Expectorants take the opposite approach. Rather than suppressing the cough, they aim to thin and loosen mucus so each cough is more effective at clearing the airways. The exact mechanism isn’t fully understood, but they appear to influence the glands that produce airway mucus. Mucolytics work similarly by breaking down the protein fibers in thick mucus, making it less sticky and easier to move.
Choosing between suppressing a cough and encouraging it depends on the type. Suppressing a productive cough can trap mucus in the lungs, which may slow recovery from an infection. Suppressing a dry, irritating cough that’s disrupting sleep or daily life is generally more appropriate.
Warning Signs to Watch For
Most coughs resolve on their own, but certain accompanying symptoms change the picture.
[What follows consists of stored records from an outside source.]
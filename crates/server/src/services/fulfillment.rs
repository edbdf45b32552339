//! Shipping labels and packing slips.
//!
//! Creating a label books a shipment with the carrier, stores the tracking
//! row, marks the order shipped and emails the customer. The email is best
//! effort: a failed send never fails the label.

use askama::Template;
use askama_web::WebTemplate;
use chrono::{DateTime, NaiveDate, Utc};
use rust_decimal::Decimal;
use rust_decimal_macros::dec;
use serde::Serialize;
use sqlx::SqlitePool;

use webshop_crm_core::{OrderId, OrderStatus, money};

use crate::config::CompanyAddress;
use crate::db::{CustomerRepository, OrderRepository, TrackingRepository};
use crate::error::AppError;
use crate::models::{NewShipmentRecord, OrderItem, OrderSummary, ShipmentRecord};
use crate::services::carrier::{
    Carrier, Package, ShipmentRequest, TrackingInfo, parse_address,
};
use crate::services::email::{CustomerMailer, EmailService, EmailTemplate};

/// Flat shipping charge printed on packing slips.
pub const PACKING_SLIP_SHIPPING: Decimal = dec!(5.95);

/// VAT rate printed on packing slips.
pub const PACKING_SLIP_TAX_RATE: Decimal = dec!(0.21);

const TRACK_AND_TRACE_URL: &str =
    "https://www.dhl.nl/nl/particulier/pakketten-ontvangen/pakket-volgen.html?submit=1&tracking-id=";

#[derive(Debug, Clone, Serialize)]
pub struct Label {
    pub order_id: OrderId,
    pub tracking_number: String,
    pub label_url: Option<String>,
    pub estimated_delivery: NaiveDate,
    pub cost: Decimal,
}

#[derive(Debug, Clone, Serialize)]
pub struct LabelCreated {
    pub order_id: OrderId,
    pub tracking_number: String,
    pub label_url: Option<String>,
}

#[derive(Debug, Clone, Serialize)]
pub struct LabelFailed {
    pub order_id: OrderId,
    pub error: String,
}

#[derive(Debug, Clone, Default, Serialize)]
pub struct BulkLabels {
    pub successful: Vec<LabelCreated>,
    pub failed: Vec<LabelFailed>,
    pub total_processed: usize,
}

// =============================================================================
// Packing slips
// =============================================================================

#[derive(Debug, Clone, Serialize)]
pub struct SlipCustomer {
    pub name: String,
    pub email: String,
    pub shipping_address: String,
}

#[derive(Debug, Clone, Serialize)]
pub struct SlipItem {
    pub name: String,
    pub sku: Option<String>,
    pub quantity: i64,
    pub unit_price: Decimal,
    pub total_price: Decimal,
}

#[derive(Debug, Clone, Copy, PartialEq, Eq, Serialize)]
pub struct SlipTotals {
    pub subtotal: Decimal,
    pub shipping_cost: Decimal,
    pub tax_amount: Decimal,
    pub total: Decimal,
}

impl SlipTotals {
    /// Subtotal plus flat shipping plus VAT over the subtotal.
    #[must_use]
    pub fn for_subtotal(subtotal: Decimal) -> Self {
        let tax_amount = money::round2(subtotal * PACKING_SLIP_TAX_RATE);
        Self {
            subtotal,
            shipping_cost: PACKING_SLIP_SHIPPING,
            tax_amount,
            total: subtotal + PACKING_SLIP_SHIPPING + tax_amount,
        }
    }
}

#[derive(Debug, Clone, Serialize)]
pub struct PackingSlip {
    pub order_id: OrderId,
    pub order_number: String,
    pub order_date: DateTime<Utc>,
    pub customer: SlipCustomer,
    pub items: Vec<SlipItem>,
    pub totals: SlipTotals,
    pub notes: String,
    pub generated_at: DateTime<Utc>,
}

impl PackingSlip {
    #[must_use]
    pub fn new(order: &OrderSummary, items: Vec<OrderItem>) -> Self {
        Self {
            order_id: order.order.id,
            order_number: order.order.order_number.clone(),
            order_date: order.order.order_date,
            customer: SlipCustomer {
                name: format!("{} {}", order.first_name, order.last_name),
                email: order.email.clone(),
                shipping_address: order.order.shipping_address.clone().unwrap_or_default(),
            },
            items: items
                .into_iter()
                .map(|item| SlipItem {
                    name: item.product_name,
                    sku: item.product_sku,
                    quantity: item.quantity,
                    unit_price: item.unit_price,
                    total_price: item.total_price,
                })
                .collect(),
            totals: SlipTotals::for_subtotal(order.order.total_amount),
            notes: order.order.notes.clone().unwrap_or_default(),
            generated_at: Utc::now(),
        }
    }
}

/// Printable packing slip for one order.
#[derive(Template, WebTemplate)]
#[template(path = "fulfillment/packing_slip.html")]
pub struct PackingSlipPage {
    pub company: CompanyAddress,
    pub slip: PackingSlip,
}

/// Printable packing slips, one page per order.
#[derive(Template, WebTemplate)]
#[template(path = "fulfillment/packing_slips.html")]
pub struct PackingSlipsPage {
    pub company: CompanyAddress,
    pub slips: Vec<PackingSlip>,
    pub skipped: Vec<OrderId>,
}

// =============================================================================
// Service
// =============================================================================

pub struct FulfillmentService<'a, C> {
    pool: &'a SqlitePool,
    carrier: &'a C,
    email: &'a EmailService,
    company: &'a CompanyAddress,
}

impl<'a, C: Carrier + Sync> FulfillmentService<'a, C> {
    #[must_use]
    pub const fn new(
        pool: &'a SqlitePool,
        carrier: &'a C,
        email: &'a EmailService,
        company: &'a CompanyAddress,
    ) -> Self {
        Self {
            pool,
            carrier,
            email,
            company,
        }
    }

    async fn order(&self, order_id: OrderId) -> Result<OrderSummary, AppError> {
        OrderRepository::new(self.pool)
            .get(order_id)
            .await?
            .ok_or_else(|| AppError::NotFound("Order".to_string()))
    }

    /// Book a shipment for an order and mark it shipped.
    ///
    /// # Errors
    ///
    /// Returns `AppError::NotFound` for an unknown order or customer,
    /// `AppError::Integration` if the carrier rejects the shipment and
    /// `AppError::Database` if a write fails.
    pub async fn create_label(
        &self,
        order_id: OrderId,
        package: Package,
        created_by: &str,
    ) -> Result<Label, AppError> {
        let order = self.order(order_id).await?;
        let customer = CustomerRepository::new(self.pool)
            .get(order.order.customer_id)
            .await?
            .ok_or_else(|| AppError::NotFound("Customer".to_string()))?;

        let address = order
            .order
            .shipping_address
            .clone()
            .or_else(|| customer.address.clone())
            .unwrap_or_default();

        let request = ShipmentRequest {
            reference: &order.order.order_number,
            sender: self.company,
            receiver_name: customer.full_name(),
            receiver_email: customer.email.as_str().to_string(),
            receiver: parse_address(&address),
            country: customer.country.clone(),
            package,
            declared_value: order.order.total_amount,
        };
        let shipment = self.carrier.create_shipment(&request).await?;

        TrackingRepository::new(self.pool)
            .create(&NewShipmentRecord {
                order_id,
                carrier: self.carrier.name().to_string(),
                tracking_number: shipment.tracking_number.clone(),
                label_url: shipment.label_url.clone(),
                shipment_id: shipment.shipment_id.clone(),
                estimated_delivery: Some(shipment.estimated_delivery),
                cost: shipment.cost,
            })
            .await?;

        OrderRepository::new(self.pool)
            .update_status(order_id, OrderStatus::Shipped, Some(&shipment.tracking_number))
            .await?;

        tracing::info!(
            order_id = %order_id,
            tracking_number = %shipment.tracking_number,
            "Shipping label created"
        );

        let subject = format!("Je bestelling {} is verzonden!", order.order.order_number);
        let message = shipping_message(
            &order.order.order_number,
            &shipment.tracking_number,
            shipment.estimated_delivery,
            &address,
        );
        if let Err(e) = CustomerMailer::new(self.pool, self.email)
            .send(
                &customer,
                EmailTemplate::ShippingNotification,
                &subject,
                &message,
                created_by,
            )
            .await
        {
            tracing::warn!(order_id = %order_id, error = %e, "Failed to record shipping notification");
        }

        Ok(Label {
            order_id,
            tracking_number: shipment.tracking_number,
            label_url: shipment.label_url,
            estimated_delivery: shipment.estimated_delivery,
            cost: shipment.cost,
        })
    }

    /// Create labels for several orders. Failures are collected per order.
    pub async fn create_labels(
        &self,
        order_ids: &[OrderId],
        package: Package,
        created_by: &str,
    ) -> BulkLabels {
        let mut result = BulkLabels {
            total_processed: order_ids.len(),
            ..BulkLabels::default()
        };

        for &order_id in order_ids {
            match self.create_label(order_id, package, created_by).await {
                Ok(label) => result.successful.push(LabelCreated {
                    order_id,
                    tracking_number: label.tracking_number,
                    label_url: label.label_url,
                }),
                Err(e) => result.failed.push(LabelFailed {
                    order_id,
                    error: e.to_string(),
                }),
            }
        }

        result
    }

    /// # Errors
    ///
    /// Returns `AppError::NotFound` for an unknown order.
    pub async fn packing_slip(&self, order_id: OrderId) -> Result<PackingSlip, AppError> {
        let order = self.order(order_id).await?;
        let items = OrderRepository::new(self.pool).items(order_id).await?;
        Ok(PackingSlip::new(&order, items))
    }

    /// # Errors
    ///
    /// Returns `AppError::NotFound` for an unknown order.
    pub async fn packing_slip_page(&self, order_id: OrderId) -> Result<PackingSlipPage, AppError> {
        Ok(PackingSlipPage {
            company: self.company.clone(),
            slip: self.packing_slip(order_id).await?,
        })
    }

    /// One document for several orders. Unknown orders are skipped.
    ///
    /// # Errors
    ///
    /// Returns `AppError::Database` if a query fails.
    pub async fn packing_slips_page(
        &self,
        order_ids: &[OrderId],
    ) -> Result<PackingSlipsPage, AppError> {
        let mut slips = Vec::with_capacity(order_ids.len());
        let mut skipped = Vec::new();

        for &order_id in order_ids {
            match self.packing_slip(order_id).await {
                Ok(slip) => slips.push(slip),
                Err(AppError::NotFound(_)) => skipped.push(order_id),
                Err(e) => return Err(e),
            }
        }

        Ok(PackingSlipsPage {
            company: self.company.clone(),
            slips,
            skipped,
        })
    }

    /// # Errors
    ///
    /// Returns `AppError::Integration` if the carrier lookup fails.
    pub async fn track(&self, tracking_number: &str) -> Result<TrackingInfo, AppError> {
        Ok(self.carrier.track(tracking_number).await?)
    }

    /// Shipments of an order, newest first.
    ///
    /// # Errors
    ///
    /// Returns `AppError::Database` if the query fails.
    pub async fn shipping_info(&self, order_id: OrderId) -> Result<Vec<ShipmentRecord>, AppError> {
        Ok(TrackingRepository::new(self.pool)
            .list_for_order(order_id)
            .await?)
    }
}

/// Body of the shipping notification email.
fn shipping_message(
    order_number: &str,
    tracking_number: &str,
    estimated_delivery: NaiveDate,
    address: &str,
) -> String {
    format!(
        "Goed nieuws! Je bestelling {order_number} is zojuist verzonden via DHL.\n\n\
         Track & Trace: {tracking_number}\n\
         Verwachte levering: {}\n\
         Verzendadres: {address}\n\n\
         Volg je pakket: {TRACK_AND_TRACE_URL}{tracking_number}\n\n\
         Zorg dat er iemand thuis is of kies een DHL ServicePoint om je pakket op te halen.",
        estimated_delivery.format("%d-%m-%Y"),
    )
}

#[cfg(test)]
#[allow(clippy::unwrap_used)]
mod tests {
    use super::*;
    use webshop_crm_core::{CustomerId, OrderItemId};

    use crate::models::Order;

    fn order() -> OrderSummary {
        OrderSummary {
            order: Order {
                id: OrderId::new(7),
                customer_id: CustomerId::new(1),
                webshop_id: None,
                order_number: "ORD-1007".to_string(),
                order_date: Utc::now(),
                total_amount: dec!(100),
                currency: "EUR".to_string(),
                status: OrderStatus::Processing,
                payment_method: None,
                shipping_address: Some("Kalverstraat 12, 1012 AB Amsterdam".to_string()),
                tracking_number: None,
                notes: None,
                created_at: Utc::now(),
            },
            first_name: "Jan".to_string(),
            last_name: "de Vries".to_string(),
            email: "jan@shop.nl".to_string(),
            item_count: 1,
        }
    }

    fn item() -> OrderItem {
        OrderItem {
            id: OrderItemId::new(1),
            order_id: OrderId::new(7),
            product_name: "Linnen blouse <wit>".to_string(),
            product_sku: Some("BL-01".to_string()),
            quantity: 2,
            unit_price: dec!(50),
            total_price: dec!(100),
        }
    }

    #[test]
    fn test_slip_totals() {
        let totals = SlipTotals::for_subtotal(dec!(100));
        assert_eq!(totals.tax_amount, dec!(21.00));
        assert_eq!(totals.shipping_cost, dec!(5.95));
        assert_eq!(totals.total, dec!(126.95));
    }

    #[test]
    fn test_packing_slip_from_order() {
        let slip = PackingSlip::new(&order(), vec![item()]);
        assert_eq!(slip.customer.name, "Jan de Vries");
        assert_eq!(slip.items.len(), 1);
        assert_eq!(slip.items[0].sku.as_deref(), Some("BL-01"));
        assert_eq!(slip.notes, "");
    }

    #[test]
    fn test_packing_slip_page_escapes_html() {
        let page = PackingSlipPage {
            company: CompanyAddress::default(),
            slip: PackingSlip::new(&order(), vec![item()]),
        };
        let html = page.render().unwrap();
        assert!(html.contains("ORD-1007"));
        assert!(html.contains("Linnen blouse &#60;wit&#62;") || html.contains("Linnen blouse &lt;wit&gt;"));
        assert!(html.contains("126.95"));
    }

    #[test]
    fn test_bulk_page_reports_skipped_orders() {
        let page = PackingSlipsPage {
            company: CompanyAddress::default(),
            slips: vec![PackingSlip::new(&order(), vec![item()])],
            skipped: vec![OrderId::new(404), OrderId::new(405)],
        };
        let html = page.render().unwrap();
        assert!(html.contains("404, 405"));
        assert_eq!(html.matches("class=\"slip\"").count(), 1);
    }

    #[test]
    fn test_shipping_message_links_tracking() {
        let date = NaiveDate::from_ymd_opt(2024, 5, 2).unwrap();
        let message = shipping_message("ORD-1", "DHL123", date, "Dorpsstraat 1, 1000 AA Amsterdam");
        assert!(message.contains("02-05-2024"));
        assert!(message.contains("tracking-id=DHL123"));
    }
}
Coughing up blood or pink-tinged phlegm, difficulty breathing or swallowing, and chest pain all warrant urgent evaluation. Choking or vomiting with a cough also calls for immediate attention.
A cough that persists beyond a few weeks, especially with thick greenish-yellow phlegm, wheezing, fever, shortness of breath, fainting, ankle swelling, or unexplained weight loss, points to something beyond a simple viral infection. Ankle swelling paired with a cough, for instance, can indicate heart failure, where fluid backs up into the lungs. Unexplained weight loss alongside a chronic cough raises concern for more serious lung conditions that benefit from early detection.